Important: We recommend that you read Chapter 16.8 in the textbook first to make sure that you understand the whole process of recovery and what the redo/undo pass is trying to do. The basic idea is that during recovery, redo does the exact operation (MARKDELETE -> MarkDelete) whereas undo does the complementary operation (MARKDELETE -> RollBackDelete). Then, figure out each write operation within the TablePage class and what the corresponding complementary operation is. For example, to undo an Insert operation, you need to call ApplyDelete function instead of MarkDelete. The complementary operations are: Insert <-> ApplyDelete, MarkDelete <-> RollBackDelete, Update <-> Update, NewPage <-> (do nothing)

Testing

There is a sample test in test/recovery/recovery_test.cpp.

Task #3 - Checkpoints

For the final task, you will implement a simple mechanism to make fully consistent checkpoints. We've added a new module called CheckpointManager that is responsible for handling this. It should work directly with the TransactionManager, BufferPoolManager, and LogManager to block any new transactions, flush the WAL to disk, and flush all dirty buffer pool pages to disk. Finally, it should allow new transactions to begin.

REQUIREMENTS AND HINTS

The API for the CheckpointManager has two functions:

  • BeginCheckpoint: Use the TransactionManager to block any new transactions from starting, then use the LogManager to ensure the contents of the WAL in memory is flushed to disk. Lastly, use the BufferPoolManager to flush all dirty pages to disk. Note that the DBMS must keep all transactions blocked when this method returns (this is necessary for grading).
  • EndCheckpoint: Use the TransactionManager to unblock transactions and allow new transactions to begin.
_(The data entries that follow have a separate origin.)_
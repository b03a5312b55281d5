use std::path::PathBuf;
use std::sync::{Arc, OnceLock};
use std::time::Duration;

use log::{debug, info, warn};

use salvo::prelude::*;
use serde::{Deserialize, Serialize};

use chia_spend_analyzer::block::{analyze_block, CoinInfo};
use chia_spend_analyzer::common::types::{CoinsetSpendBundle, Error, Program, SpendBundle};
use chia_spend_analyzer::config::AnalyzerConfig;
use chia_spend_analyzer::decompile::{simplify_program, SimplifiedPuzzle};
use chia_spend_analyzer::runner::ClvmRunner;
use chia_spend_analyzer::signing::{combine_spend_bundles, init_signing};
use chia_spend_analyzer::templates::TemplateRegistry;

struct AppState {
    registry: Arc<TemplateRegistry>,
    runner: ClvmRunner,
    request_timeout: Duration,
}

static STATE: OnceLock<AppState> = OnceLock::new();

fn state() -> Result<&'static AppState, Error> {
    STATE
        .get()
        .ok_or_else(|| Error::StrErr("server state not initialized".to_string()))
}

#[derive(Deserialize)]
struct ParseBlockRequest {
    generator: String,
    #[serde(default)]
    ref_list: Vec<String>,
}

#[derive(Deserialize)]
struct ParsePuzzleRequest {
    puzzle: String,
}

#[derive(Serialize)]
struct ErrorResponse {
    success: bool,
    error: String,
}

/// Run analyzer work off the async threads, giving up after the configured
/// timeout.
async fn run_blocking<T, F>(what: &str, f: F) -> Result<T, Error>
where
    T: Send + 'static,
    F: FnOnce(&'static AppState) -> Result<T, Error> + Send + 'static,
{
    let app = state()?;
    let task = tokio::task::spawn_blocking(move || f(app));
    match tokio::time::timeout(app.request_timeout, task).await {
        Err(_) => Err(Error::Timeout(what.to_string())),
        Ok(Err(e)) => Err(Error::StrErr(format!("{what} failed: {e:?}"))),
        Ok(Ok(result)) => result,
    }
}

fn respond<T: Serialize + Send>(res: &mut Response, what: &str, result: Result<T, Error>) {
    match result {
        Ok(body) => res.render(Json(body)),
        Err(e) => {
            warn!("{what}: {e}");
            res.status_code(StatusCode::INTERNAL_SERVER_ERROR);
            res.render(Json(ErrorResponse {
                success: false,
                error: e.to_string(),
            }));
        }
    }
}

async fn do_parse_block(req: &mut Request) -> Result<Vec<CoinInfo>, Error> {
    let request: ParseBlockRequest = req
        .parse_json()
        .await
        .map_err(|e| Error::StrErr(format!("bad request: {e}")))?;
    run_blocking("parse_block", move |app| {
        analyze_block(
            &app.runner,
            &app.registry,
            &request.generator,
            &request.ref_list,
        )
    })
    .await
}

async fn do_parse_puzzle(req: &mut Request) -> Result<SimplifiedPuzzle, Error> {
    let request: ParsePuzzleRequest = req
        .parse_json()
        .await
        .map_err(|e| Error::StrErr(format!("bad request: {e}")))?;
    run_blocking("parse_puzzle", move |app| {
        let program = Program::from_hex(&request.puzzle)?;
        simplify_program(&app.registry, &program)
    })
    .await
}

async fn do_combine(req: &mut Request) -> Result<CoinsetSpendBundle, Error> {
    let request: Vec<CoinsetSpendBundle> = req
        .parse_json()
        .await
        .map_err(|e| Error::StrErr(format!("bad request: {e}")))?;
    run_blocking("combine", move |_| {
        let mut bundles = Vec::new();
        for bundle in request.iter() {
            bundles.push(SpendBundle::from_coinset(bundle)?);
        }
        combine_spend_bundles(&bundles)?.to_coinset()
    })
    .await
}

#[handler]
async fn parse_block(req: &mut Request, res: &mut Response) {
    let result = do_parse_block(req).await;
    if let Ok(coins) = &result {
        debug!("parse_block: {} coins", coins.len());
    }
    respond(res, "parse_block", result);
}

#[handler]
async fn parse_puzzle(req: &mut Request, res: &mut Response) {
    let result = do_parse_puzzle(req).await;
    respond(res, "parse_puzzle", result);
}

#[handler]
async fn combine(req: &mut Request, res: &mut Response) {
    let result = do_combine(req).await;
    respond(res, "combine", result);
}

#[tokio::main]
async fn main() -> Result<(), Error> {
    chia_spend_analyzer::log::init();

    let config_path = std::env::args()
        .nth(1)
        .map(PathBuf::from)
        .unwrap_or_else(|| PathBuf::from("analyzer.toml"));
    let config = if config_path.exists() {
        AnalyzerConfig::load(&config_path)?
    } else {
        warn!("no config at {}, using defaults", config_path.display());
        AnalyzerConfig::default()
    };

    init_signing()?;
    let registry = if config.templates.exists() {
        TemplateRegistry::from_manifest(&config.templates)?
    } else {
        warn!(
            "no template manifest at {}, using built in templates",
            config.templates.display()
        );
        TemplateRegistry::builtin()?
    };
    info!("loaded {} templates", registry.len());

    let app = AppState {
        registry: Arc::new(registry),
        runner: ClvmRunner::new(config.max_cost),
        request_timeout: Duration::from_secs(config.request_timeout_secs),
    };
    if STATE.set(app).is_err() {
        return Err(Error::StrErr("server state already set".to_string()));
    }

    let router = Router::new()
        .push(Router::with_path("parse_block").post(parse_block))
        .push(Router::with_path("parse_puzzle").post(parse_puzzle))
        .push(Router::with_path("combine").post(combine));
    let acceptor = TcpListener::new(config.listen.clone()).bind().await;
    info!("listening on {}", config.listen);
    Server::new(acceptor).serve(router).await;
    Ok(())
}
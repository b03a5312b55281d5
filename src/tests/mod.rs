use clvmr::NodePtr;

use clvm_tools_rs::classic::clvm_tools::binutils::assemble;

use crate::common::types::{AllocEncoder, Hash, Program, PuzzleHash, Sha256Input};
use crate::templates::{builtin_entries, TemplateRegistry, CAT_V1};

pub mod block;
pub mod config;
pub mod mint;
pub mod standard_coin;

/// Stand in for CAT1, which is not built in: runs the curried inner puzzle
/// on the second element of the solution.
pub const FAKE_CAT_V1: &str = "(a 11 (f (r 15)))";

pub fn assemble_node(allocator: &mut AllocEncoder, text: &str) -> NodePtr {
    assemble(allocator.allocator(), text).expect("should assemble")
}

pub fn assemble_program(text: &str) -> Program {
    let mut allocator = AllocEncoder::new();
    let node = assemble_node(&mut allocator, text);
    Program::from_nodeptr(&mut allocator, node).expect("should serialize")
}

/// `(a (q . module) (c (q . arg) ... 1))`
pub fn curry_nodes(allocator: &mut AllocEncoder, module: NodePtr, args: &[NodePtr]) -> NodePtr {
    let a = allocator.allocator();
    let quote = a.new_atom(&[1]).expect("atom");
    let apply = a.new_atom(&[2]).expect("atom");
    let cons = a.new_atom(&[4]).expect("atom");
    let nil = a.null();

    let mut env = quote;
    for arg in args.iter().rev() {
        let quoted_arg = a.new_pair(quote, *arg).expect("pair");
        let rest = a.new_pair(env, nil).expect("pair");
        let tail = a.new_pair(quoted_arg, rest).expect("pair");
        env = a.new_pair(cons, tail).expect("pair");
    }

    let quoted_module = a.new_pair(quote, module).expect("pair");
    let env_list = a.new_pair(env, nil).expect("pair");
    let tail = a.new_pair(quoted_module, env_list).expect("pair");
    a.new_pair(apply, tail).expect("pair")
}

pub fn hash_atom(allocator: &mut AllocEncoder, byte: u8) -> NodePtr {
    allocator.allocator().new_atom(&[byte; 32]).expect("atom")
}

/// Tree hash of `module_hash` curried with arguments given by their tree
/// hashes, so an argument can stand for a puzzle that is only known by hash.
pub fn curried_tree_hash(module_hash: &PuzzleHash, arg_hashes: &[Hash]) -> PuzzleHash {
    let pair_hash = |first: &Hash, rest: &Hash| {
        Sha256Input::Array(vec![
            Sha256Input::Bytes(&[2]),
            Sha256Input::Bytes(first.bytes()),
            Sha256Input::Bytes(rest.bytes()),
        ])
        .hash()
    };
    let quote = atom_tree_hash(&[1]);
    let apply = atom_tree_hash(&[2]);
    let cons = atom_tree_hash(&[4]);
    let nil = atom_tree_hash(&[]);

    let mut env = quote.clone();
    for arg in arg_hashes.iter().rev() {
        let quoted_arg = pair_hash(&quote, arg);
        let rest = pair_hash(&env, &nil);
        let tail = pair_hash(&quoted_arg, &rest);
        env = pair_hash(&cons, &tail);
    }

    let quoted_module = pair_hash(&quote, module_hash.hash());
    let env_list = pair_hash(&env, &nil);
    let tail = pair_hash(&quoted_module, &env_list);
    PuzzleHash::from_hash(pair_hash(&apply, &tail))
}

/// Tree hash of an atom.
pub fn atom_tree_hash(bytes: &[u8]) -> Hash {
    Sha256Input::Array(vec![Sha256Input::Bytes(&[1]), Sha256Input::Bytes(bytes)]).hash()
}

/// The built in templates plus a stand in for `cat_v1`.
pub fn fixture_registry() -> TemplateRegistry {
    let mut entries = builtin_entries().expect("built in templates");
    entries.push((CAT_V1.to_string(), assemble_program(FAKE_CAT_V1)));
    TemplateRegistry::new(entries).expect("should build registry")
}

pub fn template_node(allocator: &mut AllocEncoder, registry: &TemplateRegistry, name: &str) -> NodePtr {
    registry
        .program(name)
        .expect("fixture template")
        .to_nodeptr(allocator)
        .expect("should decode")
}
Adding checkpointing to your DBMS should be the simplest of the three tasks as it does not require a lot of code. You just need to extend your BufferPoolManager to flush all dirty pages to disk and mark them clean. With this in place, your BeginCheckpoint and EndCheckpoint methods should be short.

Testing

There is a sample test in test/recovery/recovery_test.cpp.

Grading Rubric

Each project submission will be graded based on the following criteria:

  1. Does the submission successfully execute all of the test cases and produce the correct answer?
  2. Does the submission execute without any memory leaks?
  3. Does the submission follow the code formatting and style policies?

Note that we will use additional test cases that are more complex and go beyond the sample test cases that we provide you.

Late Policy

See the late policy in the syllabus.

Submission

After completing the assignment, you can submit your implementation to Gradescope.

Minimally, we expect the following files to be submitted:

  • src/recovery/log_manager.cpp
  • src/include/recovery/log_manager.h
  • src/recovery/log_recovery.cpp
  • src/include/recovery/log_recovery.h
  • src/recovery/checkpoint_manager.cpp
  • src/include/recovery/checkpoint_manager.h
  • src/concurrency/transaction_manager.cpp
  • src/include/concurrency/transaction_manager.h

...in addition to files from Project #1:

  • src/include/buffer/clock_replacer.h
  • src/buffer/clock_replacer.cpp
  • src/include/buffer/buffer_pool_manager.h
  • src/buffer/buffer_pool_manager.cpp

You may add additional files as long as they are also under the src/ directory.

You can submit your answers as many times as you like and get immediate feedback.

Collaboration Policy

  • Every student has to work individually on this assignment.
  • Students are allowed to discuss high-level details about the project with others.
  • Students are not allowed to copy the contents of a white-board after a group meeting with other students.
  • Students are not allowed to copy the solutions from another colleague.

WARNING: All of the code for this project must be your own. You may not copy source code from other students or other sources that you find on the web. Plagiarism will not be tolerated. See CMU's Policy on Academic Integrity for additional information.